In 1979, Hey appeared in live TV performances with The Buggles for their song "Video Killed the Radio Star", including on the BBC's Top of the Pops and on German television.  However, she does not appear in the official music video. (The official video for the same song is remembered best for being the first music video broadcast on MTV in 1981.)

Her film and television credits include the Warrior Woman in Mad Max 2: The Road Warrior and General Pushkin's girlfriend in the Bond film The Living Daylights. She is well known for the role of the blue-skinned alien priestess Zotoh Zhaan in Farscape, for which she was nominated for best supporting actress by the Saturn Awards.
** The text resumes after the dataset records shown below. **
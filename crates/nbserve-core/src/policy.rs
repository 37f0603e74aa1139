//! Notebook access policy.
//!
//! Resolves user-supplied notebook paths to canonical form and checks
//! them against an allow-list of directories. Canonicalization happens
//! before containment checks, so `..` traversal and symlinks cannot
//! escape an allowed root. The canonical path doubles as the session
//! identity key, so aliases of one file share a kernel.

use std::path::{Path, PathBuf};

use crate::error::{Error, Result};

#[derive(Debug, Clone, Default)]
pub struct AccessPolicy {
    /// Canonicalized allowed roots. Empty means unrestricted.
    allowed_dirs: Vec<PathBuf>,
}

impl AccessPolicy {
    /// Build a policy from allowed root directories. Each root must
    /// exist so it can be canonicalized.
    pub fn new(dirs: impl IntoIterator<Item = impl AsRef<Path>>) -> Result<Self> {
        let mut allowed_dirs = Vec::new();
        for dir in dirs {
            let dir = dir.as_ref();
            let canonical = dir.canonicalize().map_err(|e| Error::AccessDenied {
                path: dir.to_path_buf(),
                reason: format!("cannot resolve allowed directory: {}", e),
            })?;
            allowed_dirs.push(canonical);
        }
        Ok(Self { allowed_dirs })
    }

    /// No containment restriction; paths are still canonicalized and
    /// extension-checked.
    pub fn unrestricted() -> Self {
        Self::default()
    }

    /// Validate `path` as a notebook and return its canonical form.
    pub fn resolve_notebook(&self, path: impl AsRef<Path>) -> Result<PathBuf> {
        let path = path.as_ref();

        let is_ipynb = path
            .extension()
            .is_some_and(|ext| ext.eq_ignore_ascii_case("ipynb"));
        if !is_ipynb {
            return Err(Error::AccessDenied {
                path: path.to_path_buf(),
                reason: "not a notebook file (.ipynb)".to_string(),
            });
        }

        let canonical = path
            .canonicalize()
            .map_err(|e| Error::Notebook(format!("cannot resolve '{}': {}", path.display(), e)))?;

        if !self.allowed_dirs.is_empty()
            && !self
                .allowed_dirs
                .iter()
                .any(|root| canonical.starts_with(root))
        {
            return Err(Error::AccessDenied {
                path: path.to_path_buf(),
                reason: "outside allowed directories".to_string(),
            });
        }

        Ok(canonical)
    }
}
impl<L: KernelLauncher, S: NotebookStore> Coordinator<L, S> {
    pub fn with_store(
        policy: AccessPolicy,
        launcher: Arc<L>,
        config: ExecConfig,
        store: S,
    ) -> Self {
        Self {
            policy,
            registry: SessionRegistry::new(launcher, config),
            store,
        }
    }

    /// Run a code block against the notebook's kernel. Nothing is
    /// written back to the notebook file. `timeout` falls back to the
    /// configured default.
    pub async fn execute_code(
        &self,
        path: impl AsRef<Path>,
        code: impl Into<String>,
        timeout: Option<Duration>,
    ) -> Result<ExecutionResult> {
        let identity = self.policy.resolve_notebook(path)?;
        let session = self.registry.get_or_start(&identity).await?;
        session.execute(code, timeout).await
    }

    /// Execute one cell by index and persist its outputs.
    pub async fn execute_cell(
        &self,
        path: impl AsRef<Path>,
        index: usize,
        timeout: Option<Duration>,
    ) -> Result<CellExecution> {
        let identity = self.policy.resolve_notebook(path)?;
        let mut notebook = self.store.load(&identity).await?;
        notebook.cell(index)?;

        if !notebook.cells[index].is_code() {
            return Ok(CellExecution {
                index,
                outcome: CellOutcome::Skipped {
                    reason: SkipReason::NotCode,
                },
            });
        }

        let code = notebook.cells[index].source.as_code();
        let session = self.registry.get_or_start(&identity).await?;
        let result = session.execute(code, timeout).await?;

        // Cut-short executions (timeout, interrupt, kernel death) have
        // no terminal reply; the notebook keeps its previous outputs.
        if result.status.completed() {
            notebook.apply_result(index, &result)?;
            self.store.save(&identity, &notebook).await?;
        }

        Ok(CellExecution {
            index,
            outcome: CellOutcome::Executed { result },
        })
    }

    /// Execute an inclusive cell range in order, persisting outputs
    /// once at the end. Non-code cells report `skipped`; with
    /// `stop_on_error`, the first non-ok execution marks the rest of
    /// the range `skipped` too.
    pub async fn execute_range(
        &self,
        path: impl AsRef<Path>,
        start: usize,
        end: Option<usize>,
        stop_on_error: bool,
        timeout: Option<Duration>,
    ) -> Result<Vec<CellExecution>> {
        let identity = self.policy.resolve_notebook(path)?;
        let mut notebook = self.store.load(&identity).await?;
        let range = notebook.cell_range(start, end)?;

        let session = self.registry.get_or_start(&identity).await?;
        let mut report = Vec::with_capacity(range.clone().count());
        let mut dirty = false;
        let mut failed_at: Option<usize> = None;

        for index in range {
            if failed_at.is_some() {
                report.push(CellExecution {
                    index,
                    outcome: CellOutcome::Skipped {
                        reason: SkipReason::AfterError,
                    },
                });
                continue;
            }
            if !notebook.cells[index].is_code() {
                report.push(CellExecution {
                    index,
                    outcome: CellOutcome::Skipped {
                        reason: SkipReason::NotCode,
                    },
                });
                continue;
            }

            let code = notebook.cells[index].source.as_code();
            let result = session.execute(code, timeout).await?;
            if result.status.completed() {
                notebook.apply_result(index, &result)?;
                dirty = true;
            }
            let ok = result.status == crate::outputs::ExecutionStatus::Ok;
            report.push(CellExecution {
                index,
                outcome: CellOutcome::Executed { result },
            });
            if stop_on_error && !ok {
                failed_at = Some(index);
            }
        }

        if dirty {
            self.store.save(&identity, &notebook).await?;
        }
        if let Some(index) = failed_at {
            tracing::info!(
                path = %identity.display(),
                cell = index,
                "range execution stopped on error"
            );
        }
        Ok(report)
    }

    /// Execute every cell in the notebook.
    pub async fn execute_all(
        &self,
        path: impl AsRef<Path>,
        stop_on_error: bool,
        timeout: Option<Duration>,
    ) -> Result<Vec<CellExecution>> {
        self.execute_range(path, 0, None, stop_on_error, timeout)
            .await
    }

    /// Interrupt the notebook's running execution, if any. `false`
    /// when no session exists or nothing is running.
    pub async fn interrupt(&self, path: impl AsRef<Path>) -> Result<bool> {
        let identity = self.policy.resolve_notebook(path)?;
        Ok(self
            .registry
            .get(&identity)
            .is_some_and(|session| session.interrupt()))
    }

    /// Restart the notebook's kernel, starting one if none exists.
    /// All interpreter state is lost.
    pub async fn restart(&self, path: impl AsRef<Path>) -> Result<()> {
        let identity = self.policy.resolve_notebook(path)?;
        let session = self.registry.get_or_start(&identity).await?;
        session.restart().await
    }

    /// Kernel status for one notebook; `None` means no kernel is
    /// running. Never starts a kernel.
    pub async fn status(&self, path: impl AsRef<Path>) -> Result<Option<SessionStatus>> {
        let identity = self.policy.resolve_notebook(path)?;
        Ok(self.registry.get(&identity).map(|session| SessionStatus {
            path: session.path().to_path_buf(),
            state: session.state(),
            idle_for: session.idle_for(),
        }))
    }

    /// Shut down the notebook's kernel. Returns whether one existed.
    pub async fn shutdown(&self, path: impl AsRef<Path>) -> Result<bool> {
        let identity = self.policy.resolve_notebook(path)?;
        Ok(self.registry.remove(&identity).await)
    }

    /// Shut down every kernel.
    pub async fn shutdown_all(&self) {
        self.registry.shutdown_all().await;
    }

    /// Reap sessions idle past the configured limit.
    pub async fn reap_idle(&self) -> usize {
        self.registry.reap_idle().await
    }

    /// Every live session.
    pub fn sessions(&self) -> Vec<SessionStatus> {
        self.registry.status()
    }
}

#[cfg(test)]
mod tests {
    use super::*;
    use crate::error::Error;
    use crate::kernel::fake::FakeLauncher;
    use crate::notebook::Notebook;
    use crate::outputs::ExecutionStatus;
    use crate::session::SessionState;
    use std::path::PathBuf;

    fn write_notebook(dir: &Path, name: &str, sources: &[(&str, &str)]) -> PathBuf {
        let cells: Vec<serde_json::Value> = sources
            .iter()
            .map(|(cell_type, source)| {
                if *cell_type == "code" {
                    serde_json::json!({
                        "cell_type": "code",
                        "source": source,
                        "execution_count": null,
                        "outputs": [],
                        "metadata": {}
                    })
                } else {
                    serde_json::json!({
                        "cell_type": cell_type,
                        "source": source,
                        "metadata": {}
                    })
                }
            })
            .collect();
        let doc = serde_json::json!({
            "cells": cells,
            "metadata": {},
            "nbformat": 4,
            "nbformat_minor": 5
        });
        let path = dir.join(name);
        std::fs::write(&path, serde_json::to_string(&doc).unwrap()).unwrap();
        path
    }

    fn coordinator(
        dir: &Path,
        launcher: FakeLauncher,
    ) -> (Coordinator<FakeLauncher>, Arc<FakeLauncher>) {
        let launcher = Arc::new(launcher);
        let policy = AccessPolicy::new([dir]).unwrap();
        (
            Coordinator::new(policy, launcher.clone(), ExecConfig::default()),
            launcher,
        )
    }

    #[tokio::test]
    async fn execute_code_counts_in_call_order() {
        let dir = tempfile::tempdir().unwrap();
        let nb = write_notebook(dir.path(), "a.ipynb", &[("code", "x")]);
        let (coord, launcher) = coordinator(dir.path(), FakeLauncher::arithmetic());

        let first = coord.execute_code(&nb, "x = 1", None).await.unwrap();
        // Alias of the same file hits the same session.
        let alias = dir.path().join(".").join("a.ipynb");
        let second = coord.execute_code(&alias, "x + 1", None).await.unwrap();

        assert_eq!(first.execution_count, Some(1));
        assert_eq!(second.execution_count, Some(2));
        assert_eq!(launcher.start_count(), 1);
    }

    #[tokio::test]
    async fn execute_cell_persists_outputs() {
        let dir = tempfile::tempdir().unwrap();
        let nb = write_notebook(dir.path(), "a.ipynb", &[("markdown", "# t"), ("code", "1+1")]);
        let (coord, _) = coordinator(dir.path(), FakeLauncher::arithmetic());

        let run = coord.execute_cell(&nb, 1, None).await.unwrap();
        let result = run.outcome.result().unwrap();
        assert_eq!(result.status, ExecutionStatus::Ok);

        let saved = Notebook::load(&nb).await.unwrap();
        assert_eq!(saved.cells[1].execution_count, Some(1));
        assert_eq!(saved.cells[1].outputs.len(), 1);
        assert_eq!(saved.cells[1].outputs[0]["data"]["text/plain"], "2");
    }

    #[tokio::test]
    async fn execute_cell_on_markdown_is_skipped() {
        let dir = tempfile::tempdir().unwrap();
        let nb = write_notebook(dir.path(), "a.ipynb", &[("markdown", "# t")]);
        let (coord, launcher) = coordinator(dir.path(), FakeLauncher::arithmetic());

        let run = coord.execute_cell(&nb, 0, None).await.unwrap();
        assert!(matches!(
            run.outcome,
            CellOutcome::Skipped {
                reason: SkipReason::NotCode
            }
        ));
        // No kernel gets started for a skip.
        assert_eq!(launcher.start_count(), 0);
    }

    #[tokio::test]
    async fn execute_range_stops_on_error() {
        let dir = tempfile::tempdir().unwrap();
        let nb = write_notebook(
            dir.path(),
            "a.ipynb",
            &[("code", "1+1"), ("code", "boom"), ("code", "1+1"), ("code", "1+1")],
        );
        let (coord, _) = coordinator(dir.path(), FakeLauncher::arithmetic());

        let report = coord.execute_range(&nb, 0, Some(3), true, None).await.unwrap();
        assert_eq!(report.len(), 4);
        assert_eq!(
            report[0].outcome.result().unwrap().status,
            ExecutionStatus::Ok
        );
        assert_eq!(
            report[1].outcome.result().unwrap().status,
            ExecutionStatus::Error
        );
        assert!(matches!(
            report[2].outcome,
            CellOutcome::Skipped {
                reason: SkipReason::AfterError
            }
        ));
        assert!(matches!(
            report[3].outcome,
            CellOutcome::Skipped {
                reason: SkipReason::AfterError
            }
        ));
    }

    #[tokio::test]
    async fn execute_range_without_stop_runs_everything() {
        let dir = tempfile::tempdir().unwrap();
        let nb = write_notebook(
            dir.path(),
            "a.ipynb",
            &[("code", "boom"), ("markdown", "# t"), ("code", "1+1")],
        );
        let (coord, _) = coordinator(dir.path(), FakeLauncher::arithmetic());

        let report = coord.execute_all(&nb, false, None).await.unwrap();
        assert_eq!(
            report[0].outcome.result().unwrap().status,
            ExecutionStatus::Error
        );
        assert!(matches!(
            report[1].outcome,
            CellOutcome::Skipped {
                reason: SkipReason::NotCode
            }
        ));
        assert_eq!(
            report[2].outcome.result().unwrap().status,
            ExecutionStatus::Ok
        );

        // Both completed cells persisted.
        let saved = Notebook::load(&nb).await.unwrap();
        assert_eq!(saved.cells[0].outputs[0]["output_type"], "error");
        assert_eq!(saved.cells[2].outputs[0]["data"]["text/plain"], "2");
    }

    #[tokio::test]
    async fn per_call_timeout_reaches_the_session() {
        let dir = tempfile::tempdir().unwrap();
        let nb = write_notebook(dir.path(), "a.ipynb", &[("code", "x")]);
        let (coord, _) = coordinator(dir.path(), FakeLauncher::arithmetic());

        // Default config timeout is 60s; the per-call one wins.
        let result = coord
            .execute_code(&nb, "hang", Some(Duration::from_millis(50)))
            .await
            .unwrap();
        assert_eq!(result.status, ExecutionStatus::Timeout);
    }

    #[tokio::test]
    async fn interrupt_without_session_reports_false() {
        let dir = tempfile::tempdir().unwrap();
        let nb = write_notebook(dir.path(), "a.ipynb", &[("code", "x")]);
        let (coord, _) = coordinator(dir.path(), FakeLauncher::arithmetic());

        assert!(!coord.interrupt(&nb).await.unwrap());
        assert!(coord.status(&nb).await.unwrap().is_none());
    }

    #[tokio::test]
    async fn restart_gives_a_fresh_interpreter() {
        let dir = tempfile::tempdir().unwrap();
        let nb = write_notebook(dir.path(), "a.ipynb", &[("code", "x")]);
        let (coord, launcher) = coordinator(dir.path(), FakeLauncher::arithmetic());

        coord.execute_code(&nb, "x = 1", None).await.unwrap();
        coord.restart(&nb).await.unwrap();
        assert_eq!(launcher.start_count(), 2);

        let result = coord.execute_code(&nb, "1+1", None).await.unwrap();
        assert_eq!(result.status, ExecutionStatus::Ok);
        assert_eq!(result.execution_count, Some(1));
        assert_eq!(result.outputs.len(), 1);
    }

    #[tokio::test]
    async fn out_of_scope_paths_are_denied() {
        let allowed = tempfile::tempdir().unwrap();
        let outside = tempfile::tempdir().unwrap();
        let nb = write_notebook(outside.path(), "a.ipynb", &[("code", "x")]);
        let (coord, launcher) = coordinator(allowed.path(), FakeLauncher::arithmetic());

        let err = coord.execute_code(&nb, "1+1", None).await.unwrap_err();
        assert!(matches!(err, Error::AccessDenied { .. }));
        assert_eq!(launcher.start_count(), 0);
    }

    #[tokio::test]
    async fn status_reflects_session_state() {
        let dir = tempfile::tempdir().unwrap();
        let nb = write_notebook(dir.path(), "a.ipynb", &[("code", "x")]);
        let (coord, _) = coordinator(dir.path(), FakeLauncher::arithmetic());

        coord.execute_code(&nb, "x", None).await.unwrap();
        let status = coord.status(&nb).await.unwrap().unwrap();
        assert_eq!(status.state, SessionState::Idle);

        assert!(coord.shutdown(&nb).await.unwrap());
        assert!(coord.status(&nb).await.unwrap().is_none());
    }

    #[tokio::test]
    async fn bad_range_is_rejected_before_any_execution() {
        let dir = tempfile::tempdir().unwrap();
        let nb = write_notebook(dir.path(), "a.ipynb", &[("code", "x")]);
        let (coord, launcher) = coordinator(dir.path(), FakeLauncher::arithmetic());

        let err = coord.execute_range(&nb, 0, Some(5), false, None).await.unwrap_err();
        assert!(matches!(err, Error::InvalidRange { .. }));
        assert_eq!(launcher.start_count(), 0);
    }
}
She left the show early in the third season for health reasons: the blue makeup worn over her head and chest to achieve Zhaan's appearance caused her kidneys to bleed, subsequently causing a decline in her health.

Hey has also appeared in various Australian soap operas including Prisoner (Cell Block H) as Leigh Templar, Neighbours as Beth Travers, E Street as Jennifer St. James, and Pacific Drive as Margaux Hayes.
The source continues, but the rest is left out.